At each of the schools, the behavior of the male athletes was roughly consistent and typically involved rating the physical appearance of their female peers with graphic sexual language. In one instance, male athletes created a shared Google doc to permanently host their vulgar observations about female athletes. Chat applications like GroupMe preserved texts that, unsurprisingly, also revealed racist and homophobic comments.

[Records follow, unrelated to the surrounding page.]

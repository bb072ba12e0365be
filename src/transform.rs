// This Source Code Form is subject to the terms of the Mozilla Public
// License, v. 2.0. If a copy of the MPL was not distributed with this
// file, You can obtain one at http://mozilla.org/MPL/2.0/.

use std::str::FromStr;

use float_cmp::ApproxEq;

/// Representation of the [`<transform>`] type.
///
/// Maps `(x, y)` into `(a*x + c*y + e, b*x + d*y + f)`.
///
/// [`<transform>`]: https://www.w3.org/TR/SVG2/coords.html#InterfaceSVGTransform
#[derive(Clone, Copy, PartialEq, Debug)]
#[allow(missing_docs)]
pub struct Transform {
    pub a: f64,
    pub b: f64,
    pub c: f64,
    pub d: f64,
    pub e: f64,
    pub f: f64,
}

impl From<svgtypes::Transform> for Transform {
    fn from(ts: svgtypes::Transform) -> Self {
        Transform::new(ts.a, ts.b, ts.c, ts.d, ts.e, ts.f)
    }
}

impl Transform {
    /// Constructs a new transform.
    #[inline]
    pub fn new(a: f64, b: f64, c: f64, d: f64, e: f64, f: f64) -> Self {
        Transform { a, b, c, d, e, f }
    }

    /// Constructs a new translate transform.
    #[inline]
    pub fn new_translate(x: f64, y: f64) -> Self {
        Transform::new(1.0, 0.0, 0.0, 1.0, x, y)
    }

    /// Constructs a new scale transform.
    #[inline]
    pub fn new_scale(sx: f64, sy: f64) -> Self {
        Transform::new(sx, 0.0, 0.0, sy, 0.0, 0.0)
    }

    /// Constructs a new rotate transform.
    #[inline]
    pub fn new_rotate(angle: f64) -> Self {
        let v = angle.to_radians();
        let a = v.cos();
        let b = v.sin();
        let c = -b;
        let d = a;
        Transform::new(a, b, c, d, 0.0, 0.0)
    }

    /// Constructs a new skew transform along then X axis.
    #[inline]
    pub fn new_skew_x(angle: f64) -> Self {
        let c = angle.to_radians().tan();
        Transform::new(1.0, 0.0, c, 1.0, 0.0, 0.0)
    }

    /// Parses a `transform` attribute value.
    ///
    /// Returns `None` when the value is malformed.
    pub fn from_attribute(text: &str) -> Option<Self> {
        let ts = svgtypes::Transform::from_str(text).ok()?;
        let ts = Transform::from(ts);
        if ts.is_finite() {
            Some(ts)
        } else {
            None
        }
    }

    /// Returns a transform that applies `inner` first and then `self`.
    ///
    /// In SVG terms, `self` is the parent's transform and `inner` is the child's one.
    #[inline]
    pub fn pre_concat(&self, inner: &Transform) -> Transform {
        multiply(self, inner)
    }

    /// Appends transform to the current transform.
    #[inline]
    pub fn append(&mut self, other: &Transform) {
        *self = multiply(self, other);
    }

    /// Returns `true` if the transform is default, aka `(1 0 0 1 0 0)`.
    #[inline]
    pub fn is_default(&self) -> bool {
        self.is_identity(0.0)
    }

    /// Returns `true` if every coefficient is within `tolerance`
    /// of the corresponding identity coefficient.
    pub fn is_identity(&self, tolerance: f64) -> bool {
        self.fuzzy_eq(&Transform::default(), tolerance)
    }

    /// Compares two transforms coefficient-wise using an absolute tolerance.
    pub fn fuzzy_eq(&self, other: &Transform, tolerance: f64) -> bool {
        is_equal(self.a, other.a, tolerance)
            && is_equal(self.b, other.b, tolerance)
            && is_equal(self.c, other.c, tolerance)
            && is_equal(self.d, other.d, tolerance)
            && is_equal(self.e, other.e, tolerance)
            && is_equal(self.f, other.f, tolerance)
    }

    /// Returns `true` if all coefficients are finite.
    #[inline]
    pub fn is_finite(&self) -> bool {
        self.a.is_finite()
            && self.b.is_finite()
            && self.c.is_finite()
            && self.d.is_finite()
            && self.e.is_finite()
            && self.f.is_finite()
    }

    /// Returns transform's scale part.
    #[inline]
    pub fn get_scale(&self) -> (f64, f64) {
        let x_scale = (self.a * self.a + self.c * self.c).sqrt();
        let y_scale = (self.b * self.b + self.d * self.d).sqrt();
        (x_scale, y_scale)
    }

    /// Returns a single scale factor for one-dimensional lengths, like `stroke-width`.
    ///
    /// This is `sqrt(|a*d|)`. Exact for uniform scales, a geometric mean otherwise.
    #[inline]
    pub fn scale_factor(&self) -> f64 {
        (self.a * self.d).abs().sqrt()
    }

    /// Returns a transform that keeps only the vertical scale, aka `(1 0 0 d 0 0)`.
    #[inline]
    pub fn vertical_only(&self) -> Transform {
        Transform::new_scale(1.0, self.d)
    }

    /// Returns the inverted transform.
    ///
    /// Returns `None` when the transform is not invertible.
    pub fn invert(&self) -> Option<Transform> {
        let det = self.a * self.d - self.b * self.c;
        if det.approx_eq(0.0, (f64::EPSILON, 4)) || !det.is_finite() {
            return None;
        }

        let a = self.d / det;
        let b = -self.b / det;
        let c = -self.c / det;
        let d = self.a / det;
        let e = -(a * self.e + c * self.f);
        let f = -(b * self.e + d * self.f);
        Some(Transform::new(a, b, c, d, e, f))
    }

    /// Applies transform to selected coordinates.
    #[inline]
    pub fn apply(&self, x: f64, y: f64) -> (f64, f64) {
        let new_x = self.a * x + self.c * y + self.e;
        let new_y = self.b * x + self.d * y + self.f;
        (new_x, new_y)
    }

    /// Applies transform to selected coordinates.
    #[inline]
    pub fn apply_to(&self, x: &mut f64, y: &mut f64) {
        let tx = *x;
        let ty = *y;
        *x = self.a * tx + self.c * ty + self.e;
        *y = self.b * tx + self.d * ty + self.f;
    }
}

#[inline(never)]
fn multiply(ts1: &Transform, ts2: &Transform) -> Transform {
    Transform {
        a: ts1.a * ts2.a + ts1.c * ts2.b,
        b: ts1.b * ts2.a + ts1.d * ts2.b,
        c: ts1.a * ts2.c + ts1.c * ts2.d,
        d: ts1.b * ts2.c + ts1.d * ts2.d,
        e: ts1.a * ts2.e + ts1.c * ts2.f + ts1.e,
        f: ts1.b * ts2.e + ts1.d * ts2.f + ts1.f,
    }
}

/// Compares two numbers using an absolute tolerance.
#[inline]
pub(crate) fn is_equal(a: f64, b: f64, tolerance: f64) -> bool {
    a.approx_eq(b, (tolerance, 0))
}

impl Default for Transform {
    #[inline]
    fn default() -> Transform {
        Transform::new(1.0, 0.0, 0.0, 1.0, 0.0, 0.0)
    }
}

Serious sanctions against this kind of misogyny are unusual. More often, the behavior is dismissed as offensive but not harmful — in other words, “locker room talk.” When The Harvard Crimson first broke the story of the men’s soccer team, the school's director of athletics told the paper male athletes’ behavior was “very disappointing and disturbing” but that whenever “you have groups of people that come together there’s a potential for this to happen.” After national outcry at the Crimson’s report, however, the same administrator announced less that a week later that he was cancelling the rest of the men’s soccer season. This is the right outcome, but it never should have been in question.

It would be naive to assume this problem is confined to a handful of universities. Indeed, Columbia’s former wrestling coach told the Crimson “this type of behavior … is happening at every athletic department in the country.” But it would be even more naive to believe sexually demeaning text messages sent out in group chats are harmless. These messages evince an attitude of sexual entitlement and aggressiveness that fosters hostility toward women and others and normalizes sexual violence. Our culture’s long-standing failure to recognize this, and to disrupt the behavior, has been calamitous.

Sexual violence on college campuses is endemic, but prevention programs rarely address athletes' widespread acceptance of sexually aggression. High school and college administrators should take a no-tolerance attitude toward “locker room talk.”

Gina Scaramella is executive director of the Boston Area Rape Crisis Center.